For screenwriter Alexander Medvedkin, "Ambulance" remained the only "test of the pen" in the animation genre, but he continued to shoot politicized propaganda films, mostly documentaries. And the directorial career of Lamis Bredis, who previously shot, for example, the cartoon "Uncle Stepa", ended there. Later he was only a cartoonist and teacher at animation courses at the Soyuzmultfilm studio. Now "Ambulance", preserved in the funds, is available on the Internet.
Promotional video:
1968: "Glass Harmonica"
Political turmoil also affected the fate of the cartoon-parable "Glass Harmonica", filmed by director Andrey Khrzhanovsky at the Soyuzmultfilm studio based on the tale of Lazar Lagin.
Before the eyes of the cinematic leadership, the animated film appeared on August 21, 1968 - the day the Soviet troops entered Czechoslovakia. As a result, it was banned: in the tape they saw a hint of the Soviet bureaucracy. Even the postscript, made by the authors at the request of the censorship, that the plot unfolds “in a bourgeois society”, where “disunity and brutality of people” reigns, did not help. The ban on Glass Harmonica marked the end of the thaw era in Soviet animation.
The plot revolves around the fate of a master musician with a glass harmonica, who finds himself in the city of the "Yellow Devil", inhabited by animated characters from artists such as Pieter Bruegel, Hieronymus Bosch and Sandro Botticelli. The musician is trying to free the inhabitants of the city from the dictatorial "power of money", which, according to the authors, corrupts human souls.
One of the main characters - "the man in the bowler hat" - was borrowed from the painting of the Belgian surrealist artist Rene Magritte, who died a year before the shooting of the cartoon.

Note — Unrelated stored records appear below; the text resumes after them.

//! Database layer for praxisdb
//!
//! Provides:
//! - Connection pool management over sqlx/SQLite
//! - Schema initialization from the registry's DDL
//! - A `DbHandle` abstraction that executes query plans either on the
//!   pool or inside a shared transaction

use crate::config::DatabaseConfig;
use crate::errors::{DalError, Result};
use crate::query::{SqlQuery, Value};
use crate::schema::SchemaRegistry;
use sqlx::sqlite::{
    Sqlite, SqliteArguments, SqliteConnectOptions, SqlitePool, SqlitePoolOptions, SqliteRow,
};
use sqlx::Transaction;
use std::str::FromStr;
use std::sync::Arc;
use tokio::sync::Mutex;
use tracing::{debug, info};

type SqliteQuery<'q> = sqlx::query::Query<'q, Sqlite, SqliteArguments<'q>>;

/// Bind one parameter onto a query
fn bind_value<'q>(query: SqliteQuery<'q>, value: &Value) -> SqliteQuery<'q> {
    match value {
        Value::Null => query.bind(Option::<String>::None),
        Value::Bool(b) => query.bind(*b),
        Value::Int(i) => query.bind(*i),
        Value::Float(f) => query.bind(*f),
        Value::Text(s) => query.bind(s.clone()),
        // UUIDs are stored as hyphenated text
        Value::Uuid(u) => query.bind(u.to_string()),
        Value::DateTime(dt) => query.bind(*dt),
    }
}

fn prepare<'q>(plan: &'q SqlQuery) -> SqliteQuery<'q> {
    let mut query = sqlx::query(&plan.sql);
    for param in &plan.params {
        query = bind_value(query, param);
    }
    query
}

/// A shared in-flight transaction
pub(crate) type SharedTx = Arc<Mutex<Transaction<'static, Sqlite>>>;

/// Executes query plans on a pool connection or inside a transaction.
/// Every repository call goes through one of these; the transactional
/// variant serializes its callers on the transaction's connection.
#[derive(Clone)]
pub enum DbHandle {
    Pool(SqlitePool),
    Tx(SharedTx),
}

impl DbHandle {
    pub async fn fetch_all(&self, plan: &SqlQuery) -> Result<Vec<SqliteRow>> {
        debug!(sql = %plan.sql, params = plan.params.len(), "fetch_all");
        match self {
            DbHandle::Pool(pool) => prepare(plan).fetch_all(pool).await.map_err(DalError::from),
            DbHandle::Tx(tx) => {
                let mut guard = tx.lock().await;
                prepare(plan)
                    .fetch_all(&mut **guard)
                    .await
                    .map_err(DalError::from)
            }
        }
    }

    pub async fn fetch_optional(&self, plan: &SqlQuery) -> Result<Option<SqliteRow>> {
        debug!(sql = %plan.sql, params = plan.params.len(), "fetch_optional");
        match self {
            DbHandle::Pool(pool) => prepare(plan)
                .fetch_optional(pool)
                .await
                .map_err(DalError::from),
            DbHandle::Tx(tx) => {
                let mut guard = tx.lock().await;
                prepare(plan)
                    .fetch_optional(&mut **guard)
                    .await
                    .map_err(DalError::from)
            }
        }
    }

    /// Execute a statement, returning the number of affected rows
    pub async fn execute(&self, plan: &SqlQuery) -> Result<u64> {
        debug!(sql = %plan.sql, params = plan.params.len(), "execute");
        let result = match self {
            DbHandle::Pool(pool) => prepare(plan).execute(pool).await?,
            DbHandle::Tx(tx) => {
                let mut guard = tx.lock().await;
                prepare(plan).execute(&mut **guard).await?
            }
        };
        Ok(result.rows_affected())
    }

    /// Execute a list of statements atomically, returning the total
    /// affected-row count. On a pool handle the batch runs in its own
    /// transaction; inside an existing transaction it joins it.
    pub async fn execute_batch(&self, plans: &[SqlQuery]) -> Result<u64> {
        debug!(statements = plans.len(), "execute_batch");
        match self {
            DbHandle::Pool(pool) => {
                let mut tx = pool.begin().await?;
                let mut affected = 0;
                for plan in plans {
                    let result = prepare(plan).execute(&mut *tx).await?;
                    affected += result.rows_affected();
                }
                tx.commit().await?;
                Ok(affected)
            }
            DbHandle::Tx(tx) => {
                let mut guard = tx.lock().await;
                let mut affected = 0;
                for plan in plans {
                    let result = prepare(plan).execute(&mut **guard).await?;
                    affected += result.rows_affected();
                }
                Ok(affected)
            }
        }
    }
}

/// Database connection pool wrapper
#[derive(Clone)]
pub struct Db {
    pool: SqlitePool,
}

impl Db {
    /// Create a pool from configuration and verify connectivity
    pub async fn connect(config: &DatabaseConfig) -> Result<Self> {
        let options = SqliteConnectOptions::from_str(&config.url)
            .map_err(|e| DalError::Connection {
                message: format!("invalid database url: {}", e),
            })?
            .create_if_missing(config.create_if_missing)
            .foreign_keys(true);

        let pool = SqlitePoolOptions::new()
            .max_connections(config.max_connections)
            .min_connections(config.min_connections)
            .acquire_timeout(config.connect_timeout())
            .idle_timeout(config.idle_timeout())
            .connect_with(options)
            .await
            .map_err(|e| DalError::Connection {
                message: format!("failed to connect: {}", e),
            })?;

        info!(
            url = %config.url,
            max_connections = config.max_connections,
            min_connections = config.min_connections,
            "Database connection pool initialized"
        );

        Ok(Self { pool })
    }

    /// In-memory database for tests and scratch work. The pool is pinned
    /// to a single connection: an in-memory database is per-connection.
    pub async fn connect_in_memory() -> Result<Self> {
        let options = SqliteConnectOptions::from_str("sqlite::memory:")
            .map_err(|e| DalError::Connection {
                message: e.to_string(),
            })?
            .foreign_keys(true);

        let pool = SqlitePoolOptions::new()
            .max_connections(1)
            .min_connections(1)
            .connect_with(options)
            .await
            .map_err(|e| DalError::Connection {
                message: format!("failed to open in-memory database: {}", e),
            })?;

        Ok(Self { pool })
    }

    /// Create every registered table that does not exist yet
    pub async fn init_schema(&self, registry: &SchemaRegistry) -> Result<()> {
        for entity in registry.entities() {
            let ddl = entity.create_table_sql(registry)?;
            sqlx::query(&ddl).execute(&self.pool).await?;
        }
        info!(entities = registry.entities().len(), "Schema initialized");
        Ok(())
    }

    /// Ping the database, used by health checks
    pub async fn ping(&self) -> Result<()> {
        sqlx::query("SELECT 1").execute(&self.pool).await?;
        Ok(())
    }

    /// Handle executing on the pool
    pub fn handle(&self) -> DbHandle {
        DbHandle::Pool(self.pool.clone())
    }

    pub(crate) fn pool(&self) -> &SqlitePool {
        &self.pool
    }
}

// ============================================================================
// Tests
// ============================================================================

#[cfg(test)]
mod tests {
    use super::*;
    use crate::schema::registry;

    async fn init_db() -> Db {
        let _ = tracing_subscriber::fmt()
            .with_env_filter(
                tracing_subscriber::EnvFilter::try_from_default_env()
                    .unwrap_or_else(|_| tracing_subscriber::EnvFilter::new("praxisdb=debug")),
            )
            .with_test_writer()
            .try_init();

        let db = Db::connect_in_memory().await.unwrap();
        db.init_schema(registry()).await.unwrap();
        db
    }

    #[tokio::test]
    async fn test_ping() {
        let db = init_db().await;
        db.ping().await.unwrap();
    }

    #[tokio::test]
    async fn test_handle_round_trip() {
        let db = init_db().await;
        let handle = db.handle();

        let mut insert = SqlQuery::new("INSERT INTO \"roles\" (\"id\", \"name\", \"created_at\", \"updated_at\") VALUES (?, ?, ?, ?)");
        insert.params = vec![
            Value::Uuid(uuid::Uuid::new_v4()),
            Value::Text("admin".to_string()),
            Value::DateTime(chrono::Utc::now()),
            Value::DateTime(chrono::Utc::now()),
        ];
        assert_eq!(handle.execute(&insert).await.unwrap(), 1);

        let rows = handle
            .fetch_all(&SqlQuery::new("SELECT \"name\" FROM \"roles\""))
            .await
            .unwrap();
        assert_eq!(rows.len(), 1);
    }

    #[tokio::test]
    async fn test_execute_batch_rolls_back_on_failure() {
        let db = init_db().await;
        let handle = db.handle();

        let id = uuid::Uuid::new_v4().to_string();
        let now = chrono::Utc::now();
        let mk = |id: &str, name: &str| {
            let mut q = SqlQuery::new(
                "INSERT INTO \"roles\" (\"id\", \"name\", \"created_at\", \"updated_at\") VALUES (?, ?, ?, ?)",
            );
            q.params = vec![
                Value::Text(id.to_string()),
                Value::Text(name.to_string()),
                Value::DateTime(now),
                Value::DateTime(now),
            ];
            q
        };

        // second statement violates the unique role name
        let plans = vec![mk(&id, "admin"), mk(&uuid::Uuid::new_v4().to_string(), "admin")];
        assert!(handle.execute_batch(&plans).await.is_err());

        let rows = handle
            .fetch_all(&SqlQuery::new("SELECT \"id\" FROM \"roles\""))
            .await
            .unwrap();
        assert!(rows.is_empty());
    }
}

The attitude of the Soviet government to surrealism was traditionally negative - even the fact that Magritte was a member of the Communist Party did not save the situation. There are many frightening images in the tape, the appearance of which was motivated by the same disfiguring power of money.
When publicity was announced in the Soviet Union, "Glass Harmonica" was planned to be shown, but due to lack of film, the premiere was again postponed. Andrei Khrzhanovsky continued his directing career mainly in the genre of cartoons for adults. He owns such famous films as "Autumn" (about Pushkin) and "The House That Jack Built".
Another "forbidden" animation
Many sources claim that the "adult" satirical cartoon "Your Health" by Ivan Aksenchuk was banned. In reality, there was nothing contrary to socialist morality in it - along with the widespread trade in alcohol in the USSR, there was also a promotion of a healthy lifestyle. The cartoon was shown at the box office and even received an honorary diploma in 1966 at the XXII International Sports Film Festival, held in Italy.